WHAT NEEDS TO BE DONE.
Copy every line of the data that contains the string "Ordering".

Entries taken from a collection

= Beginning of Section =

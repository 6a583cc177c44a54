//! Reference [`ServerExchange`] adapter and serving loop over hyper 1.x.
//!
//! hyper wants the `Response` (status + headers) before the body streams,
//! while `dispatch` writes headers and body through the same push-style
//! exchange. The adapter bridges the two: headers are buffered until the
//! first write, then sent over a oneshot to the pending response, and body
//! bytes flow through an unbounded channel that backs the response body.
//! Dropping the response body (client gone) trips the request's
//! cancellation token via a drop guard.

use crate::catalog::OperationCatalog;
use crate::error::{category, Error, Result};
use crate::server::RpcServer;
use async_trait::async_trait;
use bytes::Bytes;
use http::{HeaderMap, HeaderName, HeaderValue, Response, StatusCode};
use http_body_util::combinators::BoxBody;
use http_body_util::{BodyExt, Full, StreamBody};
use hyper::body::{Frame, Incoming};
use hyper::service::service_fn;
use hyper_util::rt::TokioIo;
use serde_json::Map as JsonMap;
use std::convert::Infallible;
use std::pin::Pin;
use std::sync::Arc;
use std::task::{Context, Poll};
use tokio::net::TcpListener;
use tokio::sync::{mpsc, oneshot};
use tokio_util::sync::{CancellationToken, DropGuard};

use super::ServerExchange;

/// Response body type produced by this adapter.
pub type RespBody = BoxBody<Bytes, Infallible>;

type ChunkResult = std::result::Result<Frame<Bytes>, Infallible>;

/// Push-style exchange over one hyper request.
pub struct HyperExchange {
    body: Option<Incoming>,
    headers: HeaderMap,
    header_tx: Option<oneshot::Sender<HeaderMap>>,
    chunk_tx: mpsc::UnboundedSender<ChunkResult>,
}

impl HyperExchange {
    /// Split an inbound request into the exchange handed to `dispatch` and
    /// the response half handed back to hyper.
    ///
    /// `cancel` is tripped when the response body is dropped, which is how a
    /// client disconnect reaches the handler and the keepalive task.
    pub fn new(body: Incoming, cancel: CancellationToken) -> (Self, PendingResponse) {
        let (header_tx, header_rx) = oneshot::channel();
        let (chunk_tx, chunk_rx) = mpsc::unbounded_channel();
        let exchange = Self {
            body: Some(body),
            headers: HeaderMap::new(),
            header_tx: Some(header_tx),
            chunk_tx,
        };
        let pending = PendingResponse {
            header_rx,
            stream: ChannelStream {
                rx: chunk_rx,
                _cancel_on_drop: cancel.drop_guard(),
            },
        };
        (exchange, pending)
    }
}

#[async_trait]
impl ServerExchange for HyperExchange {
    async fn request_body(&mut self) -> Result<Bytes> {
        let body = self
            .body
            .take()
            .ok_or_else(|| Error::new("request body already consumed"))?;
        let collected = body.collect().await.map_err(|e| {
            Error::new(format!("failed to read request body: {e}"))
                .with_category(category::CONNECTION)
        })?;
        Ok(collected.to_bytes())
    }

    fn set_header(&mut self, name: &str, value: &str) {
        if self.header_tx.is_none() {
            // headers already went out with the first write
            return;
        }
        if let (Ok(name), Ok(value)) = (HeaderName::try_from(name), HeaderValue::try_from(value)) {
            self.headers.insert(name, value);
        }
    }

    async fn write(&mut self, buf: &[u8]) -> Result<usize> {
        if let Some(tx) = self.header_tx.take() {
            let _ = tx.send(std::mem::take(&mut self.headers));
        }
        self.chunk_tx
            .send(Ok(Frame::data(Bytes::copy_from_slice(buf))))
            .map_err(|_| Error::new("client disconnected").with_category(category::CONNECTION))?;
        Ok(buf.len())
    }

    async fn flush(&mut self) -> Result<()> {
        // Chunks are handed to hyper the moment they are sent; flushing
        // before the first write releases the response headers early, which
        // is what the stream path needs before a slow handler emits.
        if let Some(tx) = self.header_tx.take() {
            let _ = tx.send(std::mem::take(&mut self.headers));
        }
        Ok(())
    }
}

impl Drop for HyperExchange {
    fn drop(&mut self) {
        // release a response even if dispatch never wrote a byte
        if let Some(tx) = self.header_tx.take() {
            let _ = tx.send(std::mem::take(&mut self.headers));
        }
    }
}

struct ChannelStream {
    rx: mpsc::UnboundedReceiver<ChunkResult>,
    _cancel_on_drop: DropGuard,
}

impl futures::Stream for ChannelStream {
    type Item = ChunkResult;

    fn poll_next(self: Pin<&mut Self>, cx: &mut Context<'_>) -> Poll<Option<Self::Item>> {
        self.get_mut().rx.poll_recv(cx)
    }
}

/// Response half of a [`HyperExchange`], resolving once headers are known.
pub struct PendingResponse {
    header_rx: oneshot::Receiver<HeaderMap>,
    stream: ChannelStream,
}

impl PendingResponse {
    pub async fn into_response(self) -> Response<RespBody> {
        let headers = self.header_rx.await.unwrap_or_default();
        let mut resp = Response::new(StreamBody::new(self.stream).boxed());
        *resp.headers_mut() = headers;
        resp
    }
}

/// Serve an [`RpcServer`] over HTTP/1.1 on the given listener.
///
/// One task per connection, one task per request dispatch; request props
/// start empty. Embedders with their own HTTP stack only need to implement
/// [`ServerExchange`] and call `dispatch` themselves.
pub async fn serve(listener: TcpListener, server: Arc<RpcServer>) -> std::io::Result<()> {
    loop {
        let (socket, peer) = listener.accept().await?;
        let server = Arc::clone(&server);
        tokio::spawn(async move {
            let io = TokioIo::new(socket);
            let service = service_fn(move |req| handle_request(Arc::clone(&server), req));
            if let Err(e) = hyper::server::conn::http1::Builder::new()
                .serve_connection(io, service)
                .await
            {
                tracing::debug!(%peer, error = %e, "connection closed with error");
            }
        });
    }
}

async fn handle_request(
    server: Arc<RpcServer>,
    req: hyper::Request<Incoming>,
) -> std::result::Result<Response<RespBody>, Infallible> {
    if req.method() != http::Method::POST {
        return Ok(plain_response(
            StatusCode::METHOD_NOT_ALLOWED,
            "method not allowed",
        ));
    }
    let path = req.uri().path().to_string();
    let Some((rpc, op)) = OperationCatalog::split_path(&path) else {
        return Ok(plain_response(StatusCode::NOT_FOUND, "not found"));
    };
    let (rpc, op) = (rpc.to_string(), op.to_string());

    let cancel = CancellationToken::new();
    let (exchange, pending) = HyperExchange::new(req.into_body(), cancel.clone());
    tokio::spawn(async move {
        if let Err(e) = server
            .dispatch(&rpc, &op, Box::new(exchange), JsonMap::new(), cancel)
            .await
        {
            tracing::debug!(error = %e, "dispatch aborted");
        }
    });
    Ok(pending.into_response().await)
}

fn plain_response(status: StatusCode, text: &'static str) -> Response<RespBody> {
    let mut resp = Response::new(Full::new(Bytes::from_static(text.as_bytes())).boxed());
    *resp.status_mut() = status;
    resp
}
//! End-to-end procedure scenarios: the crate's own client against the
//! crate's own hyper-served server, plus a canned raw server for fault
//! injection (5xx bursts, timeouts).

mod common;

use common::{
    catalog, say_deserializer, serve, spawn_canned_server, Canned, SayInput,
};
use serde_json::{json, Value};
use std::sync::atomic::{AtomicUsize, Ordering};
use std::sync::Arc;
use std::time::{Duration, Instant};
use strand_rpc::config::{RetryConfig, TimeoutConfig};
use strand_rpc::error::{category, code};
use strand_rpc::{RpcClient, RpcServer, TypedContext};

fn retry(max_attempts: u32, initial_ms: u64, multiplier: f64) -> RetryConfig {
    RetryConfig {
        max_attempts,
        initial_delay: Duration::from_millis(initial_ms),
        max_delay: Duration::ZERO,
        delay_multiplier: multiplier,
        jitter: 0.0,
    }
}

async fn echo_server() -> String {
    let server = Arc::new(RpcServer::new(catalog()));
    server
        .register_proc("Echo", "Say", say_deserializer, |tc: TypedContext<SayInput>| async move {
            Ok(json!({ "text": tc.input.text }))
        })
        .unwrap();
    let addr = serve(server).await;
    common::base_url(addr)
}

#[tokio::test]
async fn echo_roundtrip() {
    let base = echo_server().await;
    let client = RpcClient::new(&base, catalog()).unwrap();

    let output = client
        .proc("Echo", "Say")
        .execute(json!({"text": "hi"}))
        .await
        .unwrap();
    assert_eq!(output, json!({"text": "hi"}));

    // the typed wrapper path
    let typed: SayInput = client
        .proc("Echo", "Say")
        .execute_typed(SayInput { text: "hello".into() })
        .await
        .unwrap();
    assert_eq!(typed, SayInput { text: "hello".into() });
}

#[tokio::test]
async fn missing_required_field_comes_back_typed() {
    let base = echo_server().await;
    let client = RpcClient::new(&base, catalog()).unwrap();

    let err = client
        .proc("Echo", "Say")
        .execute(json!({}))
        .await
        .unwrap_err();
    assert_eq!(err.message, "field text is required");
    assert!(err.is_category(category::VALIDATION));
    assert!(err.is_code(code::MISSING_REQUIRED_FIELD));
}

#[tokio::test]
async fn typed_decode_failure_names_the_operation() {
    let base = echo_server().await;
    let client = RpcClient::new(&base, catalog()).unwrap();

    #[derive(Debug, serde::Deserialize)]
    struct WrongShape {
        #[allow(dead_code)]
        count: u64,
    }
    let err = client
        .proc("Echo", "Say")
        .execute_typed::<_, WrongShape>(json!({"text": "hi"}))
        .await
        .unwrap_err();
    assert!(err.message.starts_with("failed to decode Say output:"));
}

#[tokio::test]
async fn retry_on_5xx_until_success() {
    common::init_tracing();
    let canned = spawn_canned_server(vec![
        Canned::Status(500),
        Canned::Status(500),
        Canned::Json(r#"{"ok":true,"output":{}}"#.into()),
    ])
    .await;
    let client = RpcClient::new(&canned.base_url(), catalog()).unwrap();

    let started = Instant::now();
    let output = client
        .proc("Echo", "Say")
        .retry(retry(3, 10, 2.0))
        .execute(json!({"text": "x"}))
        .await
        .unwrap();
    let elapsed = started.elapsed();

    assert_eq!(output, json!({}));
    assert_eq!(canned.served(), 3);
    // backoff slept 10ms then 20ms with zero jitter
    assert!(elapsed >= Duration::from_millis(30), "elapsed {elapsed:?}");
    assert!(elapsed < Duration::from_secs(2), "elapsed {elapsed:?}");
}

#[tokio::test]
async fn retry_exhaustion_returns_the_last_error() {
    let canned = spawn_canned_server(vec![Canned::Status(502), Canned::Status(502)]).await;
    let client = RpcClient::new(&canned.base_url(), catalog()).unwrap();

    let err = client
        .proc("Echo", "Say")
        .retry(retry(2, 0, 1.0))
        .execute(json!({"text": "x"}))
        .await
        .unwrap_err();

    assert_eq!(canned.served(), 2);
    assert!(err.is_category(category::HTTP));
    assert!(err.is_code(code::BAD_STATUS));
    assert_eq!(err.details.unwrap()["status"], json!(502));
}

#[tokio::test]
async fn non_5xx_status_is_fatal() {
    let canned = spawn_canned_server(vec![Canned::Status(404), Canned::Status(404)]).await;
    let client = RpcClient::new(&canned.base_url(), catalog()).unwrap();

    let err = client
        .proc("Echo", "Say")
        .retry(retry(3, 0, 1.0))
        .execute(json!({"text": "x"}))
        .await
        .unwrap_err();

    // no second attempt for a client-class status
    assert_eq!(canned.served(), 1);
    assert!(err.is_code(code::BAD_STATUS));
}

#[tokio::test]
async fn per_attempt_timeout_is_reported_as_timeout_error() {
    let server = Arc::new(RpcServer::new(catalog()));
    server
        .register_proc("Echo", "Say", say_deserializer, |tc: TypedContext<SayInput>| async move {
            tokio::time::sleep(Duration::from_millis(500)).await;
            Ok(json!({ "text": tc.input.text }))
        })
        .unwrap();
    let base = common::base_url(serve(server).await);
    let client = RpcClient::new(&base, catalog()).unwrap();

    let err = client
        .proc("Echo", "Say")
        .timeout(TimeoutConfig::new(Duration::from_millis(50)))
        .execute(json!({"text": "x"}))
        .await
        .unwrap_err();
    assert!(err.is_category(category::TIMEOUT));
    assert!(err.is_code(code::REQUEST_TIMEOUT));
}

#[tokio::test]
async fn invalid_envelope_from_server_is_a_protocol_error() {
    let canned = spawn_canned_server(vec![Canned::Json(r#"{"ok":true}"#.into())]).await;
    let client = RpcClient::new(&canned.base_url(), catalog()).unwrap();

    let err = client
        .proc("Echo", "Say")
        .execute(json!({"text": "x"}))
        .await
        .unwrap_err();
    assert!(err.is_category(category::PROTOCOL));
}

#[tokio::test]
async fn providers_apply_in_tier_order_on_the_wire() {
    let canned = spawn_canned_server(vec![Canned::Json(r#"{"ok":true,"output":{}}"#.into())]).await;
    let client = RpcClient::new(&canned.base_url(), catalog()).unwrap();

    client.use_global_provider(|| {
        Ok(vec![
            ("x-trace".into(), "global".into()),
            ("x-tier".into(), "global".into()),
        ])
    });
    client.use_rpc_provider("Echo", || Ok(vec![("x-tier".into(), "rpc".into())]));

    client
        .proc("Echo", "Say")
        .header("x-tier", "operation")
        .execute(json!({"text": "x"}))
        .await
        .unwrap();

    let head = canned.request_heads().remove(0).to_ascii_lowercase();
    assert!(head.contains("x-trace: global"));
    // operation tier overrides rpc which overrides global
    assert!(head.contains("x-tier: operation"));
    assert!(!head.contains("x-tier: rpc"));
    assert!(head.contains("content-type: application/json"));
    assert!(head.contains("accept: application/json"));
}

#[tokio::test]
async fn provider_error_aborts_without_retry() {
    let canned = spawn_canned_server(vec![Canned::Json(r#"{"ok":true,"output":{}}"#.into())]).await;
    let client = RpcClient::new(&canned.base_url(), catalog()).unwrap();
    client.use_global_provider(|| Err(strand_rpc::Error::new("token expired")));

    let err = client
        .proc("Echo", "Say")
        .retry(retry(5, 0, 1.0))
        .execute(json!({"text": "x"}))
        .await
        .unwrap_err();
    assert_eq!(err.message, "token expired");
    assert_eq!(canned.served(), 0);
}

#[tokio::test]
async fn interceptors_wrap_the_whole_attempt_loop() {
    let canned = spawn_canned_server(vec![
        Canned::Status(500),
        Canned::Json(r#"{"ok":true,"output":{}}"#.into()),
    ])
    .await;
    let client = RpcClient::new(&canned.base_url(), catalog()).unwrap();

    let invocations = Arc::new(AtomicUsize::new(0));
    {
        let invocations = invocations.clone();
        client.use_global_interceptor(move |info, next| {
            let invocations = invocations.clone();
            async move {
                invocations.fetch_add(1, Ordering::SeqCst);
                assert_eq!(info.op.to_string(), "Echo.Say");
                next(info).await
            }
        });
    }

    client
        .proc("Echo", "Say")
        .retry(retry(2, 0, 1.0))
        .execute(json!({"text": "x"}))
        .await
        .unwrap();

    // two transport attempts, one interceptor pass
    assert_eq!(canned.served(), 2);
    assert_eq!(invocations.load(Ordering::SeqCst), 1);
}

#[tokio::test]
async fn interceptor_can_short_circuit() {
    let canned = spawn_canned_server(vec![Canned::Json(r#"{"ok":true,"output":{}}"#.into())]).await;
    let client = RpcClient::new(&canned.base_url(), catalog()).unwrap();
    client.use_global_interceptor(|_info, _next| async {
        Ok(Value::String("from-interceptor".into()))
    });

    let output = client
        .proc("Echo", "Say")
        .execute(json!({"text": "x"}))
        .await
        .unwrap();
    assert_eq!(output, json!("from-interceptor"));
    assert_eq!(canned.served(), 0);
}

#[tokio::test]
async fn config_precedence_uses_the_tightest_scope() {
    // rpc-level retry says 3 attempts; the canned server fails twice first
    let canned = spawn_canned_server(vec![
        Canned::Status(500),
        Canned::Status(500),
        Canned::Json(r#"{"ok":true,"output":{}}"#.into()),
    ])
    .await;
    let client = RpcClient::new(&canned.base_url(), catalog()).unwrap();
    client.set_global_retry(retry(1, 0, 1.0));
    client.set_rpc_retry("Echo", retry(3, 0, 1.0));

    client
        .proc("Echo", "Say")
        .execute(json!({"text": "x"}))
        .await
        .unwrap();
    assert_eq!(canned.served(), 3);
}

= End of Section =

ANSWER SECTION.
use std::sync::atomic::{AtomicUsize, Ordering};
                invocations.fetch_add(1, Ordering::SeqCst);
    assert_eq!(invocations.load(Ordering::SeqCst), 1);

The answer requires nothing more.